Table of Contents
🔒 Cybersecurity for lawyers
The wiki is a primer for lawyers on practical cybersecurity, to improve the security of your law firm. It is run by Internet, tech, and telecoms law firm, decoded.legal (decoded.legal on Tor).
It is aimed mainly at lawyers in small law firms, without security expertise readily available.
It is a wiki so, if you want to contribute, please do.
If you want to access this site within Tor, it is available as an .onion service.
This is free, and at your own risk
This site is not a substitute for taking your own, expert, advice, and not all guidance will suit your needs or threat model. If you face particularly severe threats, or attacks aimed specifically at you, get professional support.
It is not a complete guide. There will be threats it doesn’t mention, things some might do differently, and simply differences of view as to the best way to do something.
Basically, if this helps you, great. But whatever you do or don't do, it's all at your own risk.
Everyone's skill level varies
Everyone's level of technical skill varies. If you are not confident implementing guidance which is relevant to your needs, take advice.

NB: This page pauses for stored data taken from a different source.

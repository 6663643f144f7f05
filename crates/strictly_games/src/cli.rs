//! Command-line interface for strictly_games.

use clap::Parser;
use std::path::PathBuf;
use strictly_games::Theme;

/// Strictly Games - two-player tic-tac-toe in the terminal
#[derive(Parser, Debug)]
#[command(name = "strictly_games")]
#[command(about = "Two-player tic-tac-toe in the terminal", long_about = None)]
#[command(version)]
pub struct Cli {
    /// Initial theme (overrides the config file)
    #[arg(long, value_enum)]
    pub theme: Option<Theme>,

    /// Path to a TOML config file
    #[arg(short, long)]
    pub config: Option<PathBuf>,

    /// Log file (overrides the config file)
    #[arg(long)]
    pub log_file: Option<PathBuf>,
}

Not all the guidance will suit your needs or threat model
The security that's appropriate for your needs will depend on your own specific situation. Hopefully, the information here is useful, and helps you head in the right direction. But it's a free online resource, written by people you do not know, so you should not trust it.
Implementing this will not make you unhackable
It will, hopefully, make you more secure, but it will not make you unhackable. If you want more assurance than you get from a free website, take professional advice.
Where should I start?
The sensible starting place is "Thinking about security" and then "Identifying risk and prioritising your approach".
If you have a heard a term and you are not sure what it means, check our Glossary.
Otherwise, jump straight in to what you want.
I want to...
- use alternatives to email (including file transfer tools)
- secure my Internet traffic when working remotely: VPNs and Tor
- get some help with passwords (including password managers)
- secure my documents (including wiping metadata)
Can I help?
You can read this site without registration.
If you want to edit or add to this site, you'll need to register an account. You'll be sent an email with a default password, which you will need to change on your first login. You will also set up authentication code for the two-factor authentication.
Although registration is automatic, you won't be able to create or edit anything until Neil has approved your registration. This approach is, hopefully, a trade off between convenience of registration and minimising spam / vandalism.
Can I promote my own product or service
No. If it's that good, one of your users will hopefully add it.